Organizaciones naranja

  • Principales postulados: la capacidad de innovar (sus miembros pueden retar el status quo), la responsabilidad de dar resultados (la gente necesita estar empoderada para pensar y ejecutar… pero con frecuencia no se cumple esta promesa de empoderamiento), meritocracia (en teoría, cualquiera puede subir de puesto: aquí nace RH, los procesos, las buenas prácticas, el entrenamiento para líderes, la sucesión).
  • Ejemplos: los corporativos modernos (Laloux pone como ejemplos a Walmart, Nike y Coca-Cola).
  • Analogía: máquina.

La mayoría de las grandes empresas que operan en México son una combinación entre organizaciones naranja… y algunas prácticas de organizaciones ámbar.

Sobre esto, un grupo de apasionados por el diseño organizacional escribió lo siguiente:

«La mayoría de las organizaciones todavía dependen de una forma de trabajar diseñada hace más de cien años para los retos y oportunidades de la era industrial. Las estructuras de equipo están hechas para la rutina y trabajos estáticos. Aislados, sistemas de comando y control permiten al liderazgo mayor ejercer eficiencia y previsibilidad a costa de un flujo libre de información, aprendizaje rápido y adaptabilidad».

¿Cuáles son las consecuencias de quedarnos en este modelo?

Laloux lo pone así:

«Tanto en su cima como en la base, las organizaciones son con frecuencia campos de juego para búsquedas frustradas de nuestros egos, inhóspitos para los deseos profundos de nuestra alma… ¿Pudiéramos crear organizaciones libres de las patologías que surgen tan seguido en los lugares de trabajo?».

No sé si podremos tener organizaciones complementamente LIBRES de esas patologías, pero es innegable que podemos mejorar muchas de las convenciones organizacionales.

Como se imaginarán, Laloux va más allá de las organizaciones naranja:

Organizaciones verdes

  • Principales postulados: hay mucho mayor empoderamiento y descentralización (las jerarquías permanecen, pero muchas decisiones se empujan hacia los trabajadores que están frente al cliente), la cultura se basa en un propósito inspiracional y en valores, y hay una responsabilidad no sólo hacia los inversionistas, como en las organizaciones naranjas, sino hacia todas las audiencias de cada empresa (clientes, planeta, competidores, empleados, etc).
  • Ejemplos: Laloux menciona a Southwest Airlines, Ben & Jerry’s, The Container Store, DaVita.
  • Analogía: familia.

Organizaciones verdes-azuladas

  • Principales postulados: hay muchísima confianza en las personas, la moralidad interna es el compás de decisiones, la vida es un camino, se construye sobre las fortalezas de las personas, las decisiones se toman con sabiduría, no con pura racionalidad

¿De qué color es el equipo del que formas parte? ¿Y tu organización?

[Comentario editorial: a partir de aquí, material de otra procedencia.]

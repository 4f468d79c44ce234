use serde::{Deserialize, Serialize};
use std::fmt;

/// Supported liquidity protocols.
#[derive(Debug, Clone, Copy, PartialEq, Eq, Hash, Serialize, Deserialize)]
#[serde(rename_all = "kebab-case")]
pub enum Protocol {
    #[serde(alias = "orca")]
    Whirlpool,
}

impl Protocol {
    #[must_use]
    pub fn as_str(&self) -> &'static str {
        match self {
            Protocol::Whirlpool => "whirlpool",
        }
    }
}

impl fmt::Display for Protocol {
    fn fmt(&self, f: &mut fmt::Formatter<'_>) -> fmt::Result {
        f.write_str(self.as_str())
    }
}

/// One side of a token pair.
#[derive(Debug, Clone, Copy, PartialEq, Eq, Hash, Serialize, Deserialize)]
pub enum TokenSide {
    A,
    B,
}

impl TokenSide {
    #[must_use]
    pub fn other(self) -> Self {
        match self {
            TokenSide::A => TokenSide::B,
            TokenSide::B => TokenSide::A,
        }
    }
}
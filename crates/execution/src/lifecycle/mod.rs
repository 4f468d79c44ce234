//! Position lifecycle: the four tasks, the pipeline that orders them and
//! the outcomes they report.
//!
//! Tasks never log. Each returns a [`TaskOutcome`]; submission failures are
//! reported as [`TaskOutcome::TransactionFailed`] so the pipeline can move
//! on to the next step.

mod add_liquidity;
mod close;
mod collect;
mod events;
mod pipeline;
mod swap;

pub use add_liquidity::add_liquidity;
pub use close::close_position;
pub use collect::collect_fees_and_rewards;
pub use events::*;
pub use pipeline::{CYCLE_TASKS, cycle_tasks, run_pipeline};
pub use swap::swap_collected_tokens;

use clmm_autopilot_protocols::{PendingTransaction, ProtocolError};

fn transaction_failed(transaction: &PendingTransaction, err: ProtocolError) -> TaskOutcome {
    TaskOutcome::TransactionFailed {
        label: transaction.label.clone(),
        error: err.to_string(),
    }
}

El camino hacia el verde-azul

No es fácil mover una organización de un color al otro. Pero necesitas empezar desde donde estés. Ten en mente que no hay una sola metodología que te ayudará a acercarte al modelo verde-azul:

«Mercantilizar cualquier método o práctica como toda una ideología de cambio de sistema (en contraste con un método de intervención) pronto creará limitaciones para su aplicación en ecosistemas complejos, en perpetuo cambio. Todas son formas de animar un sistema a ser y hacer de forma diferente. Ninguna debe ser vendida, prometida o practicada como estado final».

Como hemos escrito en otros artículos de este blog, lo importante es empezar y equivocarse, versus no hacer nada:

«Hablar sobre cambiar es posponer el esfuerzo. Podemos y debemos poner tierra fértil, pero deberás sembrar las semillas. Y ese entendimiento y motivación debe empezar desde que empiezas a considerar una iniciativa de cambio».


¿Qué vas a hacer en este mes para empezar a modificar el ADN de tu equipo u organización?